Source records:
■ ■ ■ ■

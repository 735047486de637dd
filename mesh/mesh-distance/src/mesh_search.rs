//! Wall distance on partitioned, tagged meshes.
//!
//! Each rank holds a piece of a larger mesh whose boundary faces carry
//! integer tags. These entry points pick the faces of the requested
//! boundaries, number them globally and run [`search`] with
//! [`FacetOwner`] metadata.

use std::collections::BTreeSet;

use cf_comm::{Communicator, all_gather, all_gather_value};
use mesh_types::{IndexedMesh, Point3, Triangle};
use tracing::warn;

use crate::diagnostics::DiagnosticsContext;
use crate::error::{DistanceError, DistanceResult};
use crate::params::SearchParams;
use crate::result::SearchResult;
use crate::search::{rank_i32, search};
use crate::wire::FacetOwner;

/// The local faces of the requested boundaries with their owners.
#[derive(Debug, Clone, Default)]
pub struct OwnedFacets {
    /// Face geometry.
    pub triangles: Vec<Triangle>,
    /// Owner record of each triangle, same order.
    pub owners: Vec<FacetOwner>,
}

impl OwnedFacets {
    /// Number of facets.
    #[must_use]
    pub fn len(&self) -> usize {
        self.triangles.len()
    }

    /// True when this rank owns none of the requested faces.
    #[must_use]
    pub fn is_empty(&self) -> bool {
        self.triangles.is_empty()
    }
}

/// Collect the local faces tagged with any of `tags`.
///
/// Global ids are assigned rank by rank: rank `r`'s facets are numbered
/// after every facet of ranks `0..r`, so ids are unique and contiguous
/// across the world.
///
/// Collective.
///
/// # Errors
///
/// Propagates communication errors.
pub fn extract_owned_facets<C: Communicator + ?Sized>(
    comm: &C,
    mesh: &IndexedMesh,
    tags: &BTreeSet<i32>,
) -> DistanceResult<OwnedFacets> {
    let rank = rank_i32(comm)?;
    let (triangles, face_tags): (Vec<Triangle>, Vec<i32>) =
        mesh.tagged_triangles(tags).map(|(_, tri, tag)| (tri, tag)).unzip();

    let counts = all_gather_value(comm, triangles.len() as u64)?;
    let offset: u64 = counts.iter().take(comm.rank()).sum();

    let owners = face_tags
        .iter()
        .enumerate()
        .map(|(k, &tag)| {
            let id = i64::try_from(offset + k as u64)
                .map_err(|_| DistanceError::invalid_params("global facet id overflows i64"))?;
            Ok(FacetOwner::new(id, rank, tag))
        })
        .collect::<DistanceResult<Vec<_>>>()?;

    Ok(OwnedFacets { triangles, owners })
}

/// Union of every rank's tag set.
///
/// Collective.
///
/// # Errors
///
/// Propagates communication errors.
pub fn union_tags<C: Communicator + ?Sized>(comm: &C, tags: &BTreeSet<i32>) -> DistanceResult<BTreeSet<i32>> {
    let local: Vec<i32> = tags.iter().copied().collect();
    Ok(all_gather(comm, &local)?.into_iter().collect())
}

/// Distance from each query point to the nearest face tagged with any of
/// `tags`, over the whole partitioned mesh.
///
/// Collective. The requested tag sets of all ranks are merged first, so
/// every rank searches the same boundary even when only some ranks name
/// it. Tags that exist on no rank are logged once and otherwise ignored.
///
/// # Errors
///
/// As for [`search`].
///
/// # Example
///
/// ```
/// use std::collections::BTreeSet;
///
/// use cf_comm::LocalComm;
/// use mesh_distance::{SearchParams, distance_to_tagged_surface};
/// use mesh_types::{Point3, unit_cube};
///
/// let cube = unit_cube();
/// let floor = BTreeSet::from([5]);
/// let result = distance_to_tagged_surface(
///     &LocalComm::solo(),
///     &cube,
///     &floor,
///     &[Point3::new(0.5, 0.5, 0.75)],
///     &SearchParams::default(),
/// )
/// .unwrap();
///
/// assert!((result.distances[0] - 0.75).abs() < 1e-12);
/// assert_eq!(result.nearest_tags(), vec![Some(5)]);
/// ```
pub fn distance_to_tagged_surface<C: Communicator + ?Sized>(
    comm: &C,
    mesh: &IndexedMesh,
    tags: &BTreeSet<i32>,
    points: &[Point3<f64>],
    params: &SearchParams,
) -> DistanceResult<SearchResult<FacetOwner>> {
    let tags = union_tags(comm, tags)?;
    let present = union_tags(comm, &mesh.tags())?;
    let missing: Vec<i32> = tags.difference(&present).copied().collect();
    if !missing.is_empty() && comm.rank() == 0 {
        warn!(?missing, "Requested boundary tags not present on any rank");
    }

    let owned = extract_owned_facets(comm, mesh, &tags)?;
    let mut diagnostics = DiagnosticsContext::new();
    search(comm, &owned.triangles, &owned.owners, points, params, &mut diagnostics)
}

/// [`distance_to_tagged_surface`] evaluated at every local mesh vertex.
///
/// # Errors
///
/// As for [`search`].
pub fn distance_to_nodes<C: Communicator + ?Sized>(
    comm: &C,
    mesh: &IndexedMesh,
    tags: &BTreeSet<i32>,
    params: &SearchParams,
) -> DistanceResult<SearchResult<FacetOwner>> {
    distance_to_tagged_surface(comm, mesh, tags, &mesh.vertices, params)
}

■ ■ ■ ■

What you are asked to do: Work out how many lines of the data include the word "offset". Then write only that number.

Response area: 2